Law enforcement arrived on the scene in due course. Police detectives reviewed Burger Jack's security tapes. Nobody other than Mrs. Carmody had entered or exited the play area since Noah climbed into the slide. Mrs. Carmody insisted, growing hysterical, that someone must have been lying in wait for Noah inside the covered tube. But twenty-four hours of security footage--all the store had--revealed no such person opening the play area's single glass door, and not even Mrs. Carmody had seen anyone leave.
The police tested swabs taken from the play area, turning up a rather disgustingly large variety of DNA, but nothing that could be matched to a known criminal.
Local news caught wind of the story, and Mrs. Carmody's tearful interviews soon went viral on social media. Conspiracy theorists and anti-government truthers propounded bizarre explanations for Noah's disappearance. They got an unexpected boost from a distinguished professor of physics at Caltech, a Dr. Russell Morton.
Morton, who nourished a fascination with multiverses and quantum entanglement, was the first to suggest that Noah had entered the playground slide in one dimension--ours--and slid through a transient space-time rift into a parallel universe.

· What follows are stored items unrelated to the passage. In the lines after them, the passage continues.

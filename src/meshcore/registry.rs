//! Payload type registry.
//!
//! Static lookup from numeric wire codes and type names to a [`TypeDescriptor`]
//! carrying the display label, the analyzer style class, the encrypted flag and
//! per-type summary text. Immutable, so it can be shared freely across threads.

use std::fmt;

use serde::{Deserialize, Serialize};

use super::codec::{ControlInfo, PacketRecord};

#[derive(Debug, Clone, Copy, PartialEq, Eq, Hash, Serialize, Deserialize)]
#[serde(rename_all = "SCREAMING_SNAKE_CASE")]
pub enum PayloadKind {
    Req,
    Response,
    TxtMsg,
    Ack,
    Advert,
    GrpTxt,
    GrpData,
    AnonReq,
    Path,
    Trace,
    Multipart,
    Control,
    Raw,
    Unknown,
}

impl PayloadKind {
    pub fn name(self) -> &'static str {
        match self {
            PayloadKind::Req => "REQ",
            PayloadKind::Response => "RESPONSE",
            PayloadKind::TxtMsg => "TXT_MSG",
            PayloadKind::Ack => "ACK",
            PayloadKind::Advert => "ADVERT",
            PayloadKind::GrpTxt => "GRP_TXT",
            PayloadKind::GrpData => "GRP_DATA",
            PayloadKind::AnonReq => "ANON_REQ",
            PayloadKind::Path => "PATH",
            PayloadKind::Trace => "TRACE",
            PayloadKind::Multipart => "MULTIPART",
            PayloadKind::Control => "CONTROL",
            PayloadKind::Raw => "RAW",
            PayloadKind::Unknown => "UNKNOWN",
        }
    }

    /// Wire code for this kind, `None` for [`PayloadKind::Unknown`].
    pub fn code(self) -> Option<u8> {
        NUMERIC.iter().find(|(_, k)| *k == self).map(|(c, _)| *c)
    }
}

impl fmt::Display for PayloadKind {
    fn fmt(&self, f: &mut fmt::Formatter<'_>) -> fmt::Result {
        f.write_str(self.name())
    }
}

#[derive(Debug, PartialEq, Eq)]
pub struct TypeDescriptor {
    pub kind: PayloadKind,
    pub name: &'static str,
    pub css_class: &'static str,
    pub encrypted: bool,
}

const fn descriptor(kind: PayloadKind, name: &'static str, css_class: &'static str, encrypted: bool) -> TypeDescriptor {
    TypeDescriptor {
        kind,
        name,
        css_class,
        encrypted,
    }
}

/// Ordered list; prefix lookups return the first match in this order.
static DESCRIPTORS: [TypeDescriptor; 14] = [
    descriptor(PayloadKind::Advert, "ADVERT", "type-advert", false),
    descriptor(PayloadKind::Ack, "ACK", "type-ack", false),
    descriptor(PayloadKind::Path, "PATH", "type-path", false),
    descriptor(PayloadKind::Trace, "TRACE", "type-path", false),
    descriptor(PayloadKind::GrpTxt, "GRP_TXT", "type-grp", true),
    descriptor(PayloadKind::GrpData, "GRP_DATA", "type-grp", true),
    descriptor(PayloadKind::TxtMsg, "TXT_MSG", "type-txt", true),
    descriptor(PayloadKind::Multipart, "MULTIPART", "type-multi", false),
    descriptor(PayloadKind::Response, "RESPONSE", "type-response", false),
    descriptor(PayloadKind::Req, "REQ", "type-req", false),
    descriptor(PayloadKind::AnonReq, "ANON_REQ", "type-req", false),
    descriptor(PayloadKind::Control, "CONTROL", "type-req", false),
    descriptor(PayloadKind::Raw, "RAW", "type-raw", false),
    descriptor(PayloadKind::Unknown, "UNKNOWN", "type-other", false),
];

const NUMERIC: [(u8, PayloadKind); 13] = [
    (0, PayloadKind::Req),
    (1, PayloadKind::Response),
    (2, PayloadKind::TxtMsg),
    (3, PayloadKind::Ack),
    (4, PayloadKind::Advert),
    (5, PayloadKind::GrpTxt),
    (6, PayloadKind::GrpData),
    (7, PayloadKind::AnonReq),
    (8, PayloadKind::Path),
    (9, PayloadKind::Trace),
    (10, PayloadKind::Multipart),
    (11, PayloadKind::Control),
    (15, PayloadKind::Raw),
];

fn by_kind(kind: PayloadKind) -> &'static TypeDescriptor {
    DESCRIPTORS
        .iter()
        .find(|d| d.kind == kind)
        .unwrap_or(&DESCRIPTORS[DESCRIPTORS.len() - 1])
}

/// Look up by type name, or by prefix (`"GRP"` finds `GRP_TXT`, `"RESP"` finds `RESPONSE`).
pub fn lookup_by_name(name: &str) -> &'static TypeDescriptor {
    let key = name.trim().to_ascii_uppercase();
    if let Some(exact) = DESCRIPTORS.iter().find(|d| d.name == key) {
        return exact;
    }
    if key.is_empty() {
        return by_kind(PayloadKind::Unknown);
    }
    DESCRIPTORS
        .iter()
        .find(|d| d.name.starts_with(&key))
        .unwrap_or_else(|| by_kind(PayloadKind::Unknown))
}

pub fn lookup_by_numeric(code: u8) -> &'static TypeDescriptor {
    let kind = NUMERIC
        .iter()
        .find(|(c, _)| *c == code)
        .map(|(_, k)| *k)
        .unwrap_or(PayloadKind::Unknown);
    by_kind(kind)
}

pub fn is_encrypted(code: u8) -> bool {
    lookup_by_numeric(code).encrypted
}

/// Analyzer filter choices. Filters match type names by substring so one
/// entry can cover a family (`GRP` covers `GRP_TXT` and `GRP_DATA`).
#[derive(Debug, Clone, Copy, PartialEq, Eq, Serialize, Deserialize)]
pub enum AnalyzerFilter {
    All,
    TxtMsg,
    Grp,
    Advert,
    Ack,
    Req,
    Response,
    Control,
    Path,
}

impl AnalyzerFilter {
    pub fn pattern(self) -> &'static str {
        match self {
            AnalyzerFilter::All => "ALL",
            AnalyzerFilter::TxtMsg => "TXT",
            AnalyzerFilter::Grp => "GRP",
            AnalyzerFilter::Advert => "ADVERT",
            AnalyzerFilter::Ack => "ACK",
            AnalyzerFilter::Req => "REQ",
            AnalyzerFilter::Response => "RESP",
            AnalyzerFilter::Control => "CONTROL",
            AnalyzerFilter::Path => "PATH",
        }
    }

    pub fn matches(self, type_name: &str) -> bool {
        match self {
            AnalyzerFilter::All => true,
            // Path view also shows traces.
            AnalyzerFilter::Path => type_name == "PATH" || type_name == "TRACE",
            other => matches_filter(type_name, other.pattern()),
        }
    }
}

/// Coarse substring match used by free-text filters.
pub fn matches_filter(type_name: &str, filter: &str) -> bool {
    let filter = filter.trim().to_ascii_uppercase();
    if filter.is_empty() || filter == "ALL" {
        return true;
    }
    type_name.to_ascii_uppercase().contains(&filter)
}

fn advert_type_label(advert_type: Option<u8>) -> &'static str {
    match advert_type {
        Some(1) => "chat",
        Some(2) => "repeater",
        Some(3) => "room",
        Some(4) => "sensor",
        _ => "",
    }
}

fn request_type_label(code: u8) -> String {
    match code {
        0x01 => "STATUS".to_string(),
        0x02 => "KEEP_ALIVE".to_string(),
        0x03 => "TELEMETRY".to_string(),
        0x05 => "ACCESS_LIST".to_string(),
        0x06 => "NEIGHBOURS".to_string(),
        other => format!("0x{:02X}", other),
    }
}

fn prefix(s: &str, n: usize) -> &str {
    match s.char_indices().nth(n) {
        Some((idx, _)) => &s[..idx],
        None => s,
    }
}

impl TypeDescriptor {
    /// Fallback text for the analyzer when no decrypted content is available.
    pub fn content_summary(&self, record: &PacketRecord) -> String {
        match self.kind {
            PayloadKind::Advert => {
                let Some(name) = record.advert_name.as_deref() else {
                    return "Advert".to_string();
                };
                let label = advert_type_label(record.advert_type);
                let suffix = if label.is_empty() {
                    String::new()
                } else {
                    format!(" ({})", label)
                };
                match (record.advert_lat, record.advert_lon) {
                    (Some(lat), Some(lon)) => format!("{}{} @ {:.4}, {:.4}", name, suffix, lat, lon),
                    _ => format!("Advert: {}{}", name, suffix),
                }
            }
            PayloadKind::Ack => match record.packet_hash.as_deref() {
                Some(hash) => format!("ACK {}", prefix(hash, 12)),
                None => "ACK".to_string(),
            },
            PayloadKind::Path => {
                if record.path_hops.is_empty() {
                    return "Path discovery".to_string();
                }
                let hops: Vec<&str> = record.path_hops.iter().take(5).map(|h| prefix(h, 8)).collect();
                format!("Path: {}", hops.join(" → "))
            }
            PayloadKind::Trace => match record.trace_snr_values.as_deref() {
                Some(values) if !values.is_empty() => {
                    let chain: Vec<String> = values.iter().take(6).map(|s| format!("{:.1}dB", s)).collect();
                    format!("Trace SNR: {}", chain.join(" → "))
                }
                _ => "Trace".to_string(),
            },
            PayloadKind::GrpTxt => match record.channel_name.as_deref() {
                Some(channel) => format!("#{} (encrypted)", channel),
                None => "(encrypted)".to_string(),
            },
            PayloadKind::GrpData => match record.channel_name.as_deref() {
                Some(channel) => format!("#{} (data)", channel),
                None => "(data)".to_string(),
            },
            PayloadKind::TxtMsg => "(encrypted)".to_string(),
            PayloadKind::Multipart => match (&record.multipart_inner_type_name, record.multipart_remaining) {
                (Some(inner), Some(remaining)) => format!("Multi-{} ({} remaining)", inner, remaining),
                _ => "Part ?/?".to_string(),
            },
            PayloadKind::Response => match record.payload_text.as_deref() {
                Some(text) if !text.is_empty() => format!("Response: {}", prefix(text, 60)),
                _ => "Response".to_string(),
            },
            PayloadKind::Req => match record.request_type {
                Some(code) => format!("Request: {}", request_type_label(code)),
                None => "Request".to_string(),
            },
            PayloadKind::AnonReq => match record.anon_sender_pubkey.as_deref() {
                Some(key) if !key.is_empty() => format!("Anon REQ from {}", prefix(key, 8)),
                _ => "Anon REQ".to_string(),
            },
            PayloadKind::Control => match &record.control {
                Some(ControlInfo::DiscoverReq { filter, .. }) => {
                    format!("Discovery REQ (filter=0x{:02X})", filter)
                }
                Some(ControlInfo::DiscoverResp { pub_key, .. }) => {
                    let shown = if pub_key.is_empty() { "?" } else { prefix(pub_key, 8) };
                    format!("Discovery RESP from {}", shown)
                }
                None => {
                    let first = record
                        .payload_hex
                        .as_deref()
                        .and_then(|h| h.get(..2))
                        .and_then(|b| u8::from_str_radix(b, 16).ok());
                    match first.map(|b| b & 0xF0) {
                        Some(0x80) => "Discovery REQ".to_string(),
                        Some(0x90) => "Discovery RESP".to_string(),
                        _ => "Control".to_string(),
                    }
                }
            },
            PayloadKind::Raw | PayloadKind::Unknown => String::new(),
        }
    }

    /// Decorate decrypted text for display.
    pub fn format_content(&self, text: &str, record: &PacketRecord) -> String {
        match (self.kind, record.channel_name.as_deref()) {
            (PayloadKind::GrpTxt | PayloadKind::GrpData, Some(channel)) => format!("#{}: {}", channel, text),
            _ => text.to_string(),
        }
    }
}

The covered slide itself, he excitedly told CNN, had the exact physical characteristics of the interdimensional wormhole he had sketched out in his latest journal article.

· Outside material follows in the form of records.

impl MeshConsole {
    /// Open the store under `config.storage.data_dir` and build a console on it.
    pub fn open(config: &Config, factory: SessionFactory) -> Result<Self, StorageError> {
        let limits = StoreLimits {
            max_messages: config.storage.max_messages,
            max_packets: config.storage.max_packets,
        };
        let store = MeshStore::open_with_limits(&config.storage.data_dir, limits)?;
        Self::with_store(store, config, factory)
    }

    pub fn with_store(store: MeshStore, config: &Config, factory: SessionFactory) -> Result<Self, StorageError> {
        let settings_store = store.settings()?;
        let settings = settings_store.load()?;
        let packets = store.packets()?;

        let ctx = NodeContext {
            node_name: settings.node_name.clone(),
            self_public_key: None,
        };
        let limits = StateLimits {
            dedup_window: config.storage.dedup_window,
            max_messages: config.storage.max_messages,
        };
        let mut state = MeshState::load(&store, ctx, limits)?;
        let added = state.sync_channel_secrets(&store.channel_secrets()?.list()?);
        if added > 0 {
            debug!("Created {} channel(s) from stored secrets", added);
        }

        let runtime = &config.runtime;
        let radio = runtime_config_from_settings(&settings);
        debug!("Radio hardware: {}", radio.hardware.to_log_string());
        let mut adapter = SessionAdapter::new(
            factory,
            radio,
            ContactBook::shared(),
            runtime.connect_timeout(),
            runtime.disconnect_timeout(),
        );
        adapter.set_telemetry_source(Some(telemetry_source(&settings)));
        info!("Console ready for node '{}'", escape_log(&settings.node_name));

        Ok(Self {
            store,
            adapter,
            enricher: Enricher::new(runtime.correlation_capacity),
            state,
            packets,
            settings_store,
            settings,
            outbox: Vec::new(),
            history: VecDeque::new(),
            history_limit: runtime.event_history.max(1),
            telemetry_timeout: runtime.telemetry_timeout(),
            notify: None,
        })
    }

    pub fn is_connected(&self) -> bool {
        self.adapter.is_connected()
    }

    pub fn settings(&self) -> &MeshcoreSettings {
        &self.settings
    }

    pub fn store(&self) -> &MeshStore {
        &self.store
    }

    /// Read access to peers, channels and messages.
    pub fn state(&self) -> &MeshState {
        &self.state
    }

    pub fn state_mut(&mut self) -> &mut MeshState {
        &mut self.state
    }

    /// Start the radio, or restart it if its runtime dropped since the last connect.
    pub async fn connect(&mut self) -> Result<(), TransportError> {
        if self.adapter.is_live() {
            return Ok(());
        }
        let seeded = self.seed_contact_book();
        self.adapter.connect().await?;
        self.state.set_self_public_key(self.adapter.public_key());
        info!("Connected; {} contact(s) loaded", seeded);
        self.emit(MeshEvent::SessionConnected(self.node_info()));
        Ok(())
    }

    /// Stop the radio. `session_disconnected` is emitted even when it was idle.
    pub async fn disconnect(&mut self) -> Result<(), TransportError> {
        let result = self.adapter.disconnect().await;
        self.emit(MeshEvent::SessionDisconnected(self.node_info()));
        result
    }

    /// Drain up to `limit` session events, enrich and apply them, and return
    /// the last `limit` events of the batch including local ones.
    pub fn poll_events(&mut self, limit: usize) -> Vec<MeshEvent> {
        let mut batch = self.adapter.drain_events(limit);
        batch.append(&mut self.outbox);
        if batch.is_empty() {
            return batch;
        }

        let lookup = PeerLookup::from_peers(self.state.peers());
        let mut sink = PatchTargets {
            history: &mut self.history,
            packets: &self.packets,
        };
        self.enricher.enrich_batch(&mut batch, &lookup, &mut sink);

        let connected = self.adapter.is_connected();
        let mut new_keys = Vec::new();
        for event in &batch {
            self.history.push_back(event.clone());
            let ingested = self.state.ingest(event);
            if let Some(key) = ingested.peer_key {
                new_keys.push(key);
            }
            if event.is_packet() {
                if let Err(e) = self.packets.append(event) {
                    warn!("Failed to persist {} event: {}", event.kind(), e);
                }
            }
        }
        while self.history.len() > self.history_limit {
            self.history.pop_front();
        }
        if connected && !new_keys.is_empty() {
            let added = add_contacts(&self.adapter.contact_book(), &new_keys);
            debug!("Contact book updated with {} key(s)", added);
        }

        let start = batch.len().saturating_sub(limit);
        batch.split_off(start)
    }

    /// Send `body` to a channel or peer id. The message is echoed locally only
    /// after the radio accepted it.
    pub async fn send_message(&mut self, peer_or_channel_id: &str, body: &str) -> Result<Message, TransportError> {
        self.connect().await?;
        let route = self.state.resolve_outbound(peer_or_channel_id);
        let result = match &route.target {
            OutboundTarget::Group(name) => self.adapter.send_group_text(name, body).await?,
            OutboundTarget::Direct(name) => self.adapter.send_text(name, body).await?,
        };
        if !result.success {
            return Err(TransportError::Driver(format!(
                "radio rejected message to '{}'",
                peer_or_channel_id
            )));
        }

        let message = self.state.record_outgoing(&route.channel_id, body);
        self.emit(MeshEvent::MessageSent(MessageSentInfo {
            peer_id: peer_or_channel_id.to_string(),
            channel_id: route.channel_id,
            body: body.to_string(),
            at: message.created_at,
        }));
        Ok(message)
    }

    /// Broadcast an advert. An `advert_sent` event reports the outcome either way.
    pub async fn send_advert(&mut self, name: Option<&str>, route_type: &str) -> Result<SendResult, TransportError> {
        self.connect().await?;
        let outcome = self.adapter.send_advert(name, route_type).await;
        let (success, tx_metadata) = match &outcome {
            Ok(result) => (result.success, result.tx_metadata.clone()),
            Err(_) => (false, None),
        };
        self.emit(MeshEvent::AdvertSent(AdvertSentInfo {
            name: name.unwrap_or(self.settings.node_name.as_str()).to_string(),
            route_type: route_type.to_string(),
            success,
            tx_metadata,
        }));
        outcome
    }

    /// Ask `peer_name` for its sensor readings. The decoded report is also
    /// emitted as `telemetry_received`.
    pub async fn request_telemetry(&mut self, peer_name: &str) -> Result<TelemetryReport, TransportError> {
        self.connect().await?;
        let payload = self.adapter.request_telemetry(peer_name, self.telemetry_timeout).await?;
        let report = TelemetryReport::from_bytes(&payload)?;
        info!(
            "Telemetry from '{}': {} sensor(s)",
            escape_log(peer_name),
            report.sensor_count
        );
        self.emit(MeshEvent::TelemetryReceived(TelemetryInfo {
            peer_name: peer_name.to_string(),
            telemetry: report.clone(),
        }));
        Ok(report)
    }

    /// Persist new settings, applying the named radio preset first. An idle
    /// session is rebuilt immediately; a connected one keeps running until it
    /// is next rotated.
    pub fn update_settings(&mut self, settings: MeshcoreSettings) -> Result<MeshcoreSettings, StorageError> {
        let settings = apply_preset(&settings, &settings.radio_preset);
        self.settings_store.save(&settings)?;
        self.state.set_node_name(&settings.node_name);
        self.adapter.set_telemetry_source(Some(telemetry_source(&settings)));
        if !self.adapter.reconfigure(runtime_config_from_settings(&settings)) {
            debug!("Radio settings saved; active session keeps its config until reconnect");
        }
        self.settings = settings.clone();
        self.emit(MeshEvent::SettingsUpdated(self.node_info()));
        Ok(settings)
    }

    pub fn list_peers(&self) -> Vec<Peer> {
        self.state.list_peers()
    }

    pub fn list_channels(&mut self) -> Vec<Channel> {
        self.state.list_channels()
    }

    pub fn list_messages_for_channel(&self, channel_id: &str, limit: usize) -> Vec<Message> {
        self.state.list_messages_for_channel(channel_id, limit)
    }

    pub fn ensure_channel(&mut self, channel_id: &str, display_name: Option<&str>) -> Channel {
        self.state.ensure_channel(channel_id, display_name)
    }

    pub fn remove_channel(&mut self, channel_id: &str) -> bool {
        self.state.remove_channel(channel_id)
    }

    pub fn mark_channel_read(&mut self, channel_id: &str) -> bool {
        self.state.mark_channel_read(channel_id)
    }

    pub fn set_favorite(&mut self, peer_id: &str, favorite: bool) -> bool {
        self.state.set_favorite(peer_id, favorite)
    }

    /// Most recent `limit` events seen by the poll loop, oldest first.
    pub fn list_recent_events(&self, limit: usize) -> Vec<MeshEvent> {
        let start = self.history.len().saturating_sub(limit);
        self.history.iter().skip(start).cloned().collect()
    }

    /// Stored packets with sender names filled from the current peer list.
    pub fn list_stored_packets(&self, limit: usize) -> Result<Vec<StoredPacket>, StorageError> {
        let mut packets = self.packets.get_recent(limit)?;
        let lookup = PeerLookup::from_peers(self.state.peers());
        enrich_stored(packets.iter_mut().map(|p| &mut p.event), &lookup);
        Ok(packets)
    }

    pub fn stored_packet_count(&self) -> usize {
        self.packets.len()
    }

    pub fn get_status(&self) -> DeviceStatus {
        let status = self.adapter.status();
        DeviceStatus {
            node_id: status.node_name,
            connected: self.adapter.is_connected(),
            rssi: None,
            battery_percent: None,
            last_seen: Utc::now(),
        }
    }

    /// Register the refresh callback. It fires for local events here and is
    /// handed to the session for radio events.
    pub fn set_event_notify(&mut self, notify: Option<EventNotify>) {
        self.adapter.set_event_notify(notify.clone());
        self.notify = notify;
    }

    pub fn report_radio_error(&mut self, message: &str) {
        warn!("Radio error: {}", escape_log(message));
        self.emit(MeshEvent::RadioError(RadioErrorInfo {
            message: message.to_string(),
        }));
    }

    fn emit(&mut self, event: MeshEvent) {
        self.outbox.push(event);
        if let Some(notify) = &self.notify {
            notify();
        }
    }

    fn node_info(&self) -> NodeInfo {
        NodeInfo {
            node_name: self.settings.node_name.clone(),
        }
    }

    fn seed_contact_book(&self) -> usize {
        add_contacts(&self.adapter.contact_book(), &self.state.peer_keys())
    }
}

Morton's claims generated substantial public interest, making him a minor celebrity. He purchased, at his own expense, a covered slide identical to the one that had swallowed Noah, which he unveiled at a press conference while Mrs. Carmody bit her knuckles on the dais beside him. Morton sent crash-test dummies through the tube with infrared cameras around their necks. The dummies emerged in the normal way at the mouth of the slide, with their legs and arms tangled and nothing of particular interest on their cameras. Both they and Morton looked quite foolish, though this did not prevent him from publishing a popular book about his ideas called "The Carmody Files."
Eventually, prevailing opinion turned against Mrs. Carmody herself, the only adult known to have entered and exited the play area after Noah climbed into the slide. Careful review of the security footage showed that as she left the play area, crying and calling for a manager, her coat momentarily bulged out as if concealing something. Mrs. Carmody said the bulge was a trick of the camera angle, and anyway it wasn't her fault that she'd had trouble losing Noah's baby weight. The police pointed out that she had run into the parking lot before finding a manager, out of sight of the security cameras, for which she could provide no explanation other than simple distress.

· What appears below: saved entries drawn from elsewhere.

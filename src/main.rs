//! Binary entrypoint for the meshcore-console CLI.
//!
//! Commands:
//! - `init` - write a starter `config.toml` and create the store
//! - `start [--mock]` - run the poll loop against a radio session
//! - `status` - print stored peer, channel, message and packet counts
//! - `decode <hex>` - decode one raw wire packet and print it as JSON
//!
//! See the library crate docs for module-level details: `meshcore_console::`.
use anyhow::{anyhow, Result};
use clap::{Parser, Subcommand};
use log::{error, info, warn};

use meshcore_console::config::Config;
use meshcore_console::console::MeshConsole;
use meshcore_console::logutil::escape_log;
use meshcore_console::meshcore::decode_bytes;
use meshcore_console::meshcore::mock::{MockHandle, MockSession};
use meshcore_console::meshcore::signal::{format_rssi, format_snr};
use meshcore_console::storage::{MeshStore, StoreLimits};

#[derive(Parser)]
#[command(name = "meshcore-console")]
#[command(about = "Packet decoding and mesh state for MeshCore LoRa radios")]
#[command(version)]
struct Cli {
    #[command(subcommand)]
    command: Commands,

    /// Configuration file path (can be used before or after subcommand)
    #[arg(short, long, default_value = "config.toml", global = true)]
    config: String,

    /// Verbose logging (-v, -vv for more; may appear before or after subcommand)
    #[arg(short, long, action = clap::ArgAction::Count, global = true)]
    verbose: u8,
}

#[derive(Subcommand)]
enum Commands {
    /// Write a default configuration and initialize the store
    Init,
    /// Run the poll loop
    Start {
        /// Use the in-memory mock radio session
        #[arg(long)]
        mock: bool,
    },
    /// Show stored peer, channel, message and packet counts
    Status,
    /// Decode a raw packet given as hex
    Decode {
        /// Wire bytes, e.g. 1500...
        hex: String,
    },
}

#[tokio::main]
async fn main() -> Result<()> {
    let cli = Cli::parse();

    let pre_config = match cli.command {
        Commands::Init => None,
        _ => Config::load(&cli.config).await.ok(),
    };
    init_logging(&pre_config, cli.verbose);

    match cli.command {
        Commands::Init => {
            info!("Initializing new console configuration");
            Config::create_default(&cli.config).await?;
            info!("Configuration file created at {}", cli.config);

            let config = Config::load(&cli.config).await?;
            let store = open_store(&config)?;
            let settings_store = store.settings()?;
            let mut settings = settings_store.load()?;
            settings.node_name = config.node.name.clone();
            settings_store.save(&settings)?;
            info!(
                "Store ready at {} (schema v{})",
                config.storage.data_dir,
                store.schema_version()?
            );
        }
        Commands::Start { mock } => {
            let config = match pre_config {
                Some(config) => config,
                None => Config::load(&cli.config).await?,
            };
            if !mock {
                error!("No radio driver is built into this binary; run with --mock");
                std::process::exit(2);
            }
            info!("Starting meshcore-console v{}", env!("CARGO_PKG_VERSION"));
            run(config).await?;
        }
        Commands::Status => {
            let config = match pre_config {
                Some(config) => config,
                None => Config::load(&cli.config).await?,
            };
            let store = open_store(&config)?;
            println!("Store:    {}", store.path().display());
            println!("Schema:   v{}", store.schema_version()?);
            println!("Peers:    {}", store.peers()?.len());
            println!("Channels: {}", store.channels()?.len());
            println!("Messages: {}", store.messages()?.len());
            println!("Packets:  {}", store.packets()?.len());
        }
        Commands::Decode { hex } => {
            let cleaned: String = hex.chars().filter(|c| !c.is_whitespace()).collect();
            let bytes = hex::decode(&cleaned).map_err(|e| anyhow!("Invalid hex input: {}", e))?;
            let record = decode_bytes(&bytes, None, None)?;
            println!("{}", serde_json::to_string_pretty(&record)?);
            println!("{}", record.display_content());
        }
    }

    Ok(())
}

fn open_store(config: &Config) -> Result<MeshStore> {
    let limits = StoreLimits {
        max_messages: config.storage.max_messages,
        max_packets: config.storage.max_packets,
    };
    MeshStore::open_with_limits(&config.storage.data_dir, limits)
        .map_err(|e| anyhow!("Failed to open store at {}: {}", config.storage.data_dir, e))
}

async fn run(config: Config) -> Result<()> {
    let mut console = MeshConsole::open(&config, MockSession::factory(MockHandle::new()))?;
    if let Err(e) = console.connect().await {
        warn!("Radio connect failed: {} (will keep polling)", e);
        console.report_radio_error(&e.to_string());
    }

    let mut tick = tokio::time::interval(config.runtime.poll_interval());
    loop {
        tokio::select! {
            _ = tick.tick() => {
                for event in console.poll_events(config.runtime.poll_batch) {
                    match event.packet_record() {
                        Some(record) => info!(
                            "{} {} [snr {} / rssi {}]",
                            event.kind(),
                            escape_log(&record.display_content()),
                            format_snr(record.snr),
                            format_rssi(record.rssi)
                        ),
                        None => info!("{}", event.kind()),
                    }
                }
            }
            _ = tokio::signal::ctrl_c() => {
                info!("Shutdown requested");
                break;
            }
        }
    }

    if let Err(e) = console.disconnect().await {
        warn!("Radio disconnect failed: {}", e);
    }
    console.poll_events(config.runtime.poll_batch);
    console.store().flush()?;
    Ok(())
}

fn init_logging(config: &Option<Config>, verbosity: u8) {
    use std::io::Write;
    let mut builder = env_logger::Builder::new();
    // -v overrides the configured level
    let base_level = match verbosity {
        0 => config
            .as_ref()
            .and_then(|cfg| cfg.logging.level.parse().ok())
            .unwrap_or(log::LevelFilter::Info),
        1 => log::LevelFilter::Debug,
        _ => log::LevelFilter::Trace,
    };
    builder.filter_level(base_level);

    let log_file = config
        .as_ref()
        .and_then(|cfg| cfg.logging.file.as_ref())
        .and_then(|path| std::fs::OpenOptions::new().create(true).append(true).open(path).ok());

    match log_file {
        Some(f) => {
            let file = std::sync::Mutex::new(f);
            // Foreground runs echo to the terminal as well as the file
            let is_tty = atty::is(atty::Stream::Stdout);
            builder.format(move |fmt, record| {
                let ts = chrono::Utc::now().format("%Y-%m-%dT%H:%M:%SZ");
                let line = format!("{} [{}] {}", ts, record.level(), record.args());
                if let Ok(mut guard) = file.lock() {
                    let _ = writeln!(guard, "{}", line);
                }
                if is_tty {
                    writeln!(fmt, "{}", line)
                } else {
                    Ok(())
                }
            });
        }
        None => {
            builder.format(|fmt, record| {
                let ts = chrono::Utc::now().format("%Y-%m-%dT%H:%M:%SZ");
                writeln!(fmt, "{} [{}] {}", ts, record.level(), record.args())
            });
        }
    }
    let _ = builder.try_init();
}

Anyway, Noah's body never turned up, and without any physical evidence the case against Mrs. Carmody never really got off the ground. The most notable outcome of the whole affair was a temporary dropoff in attendance at public playgrounds in general, and Burger Jack in particular. Matthias "Jack" Berg, the chain's founder, made a rare late-night TV appearance in an effort to restore public trust.
"We may never know exactly what happened to little Noah Carmody," he said, "but we are stepping up security measures to ensure that customers of all ages feel safe and welcome in our stores. It's the same reason we make every meal from fresh, sustainably-sourced ingredients."And he smiled for the camera.
And he bit into a juicy, tender little Burger Jack Slider.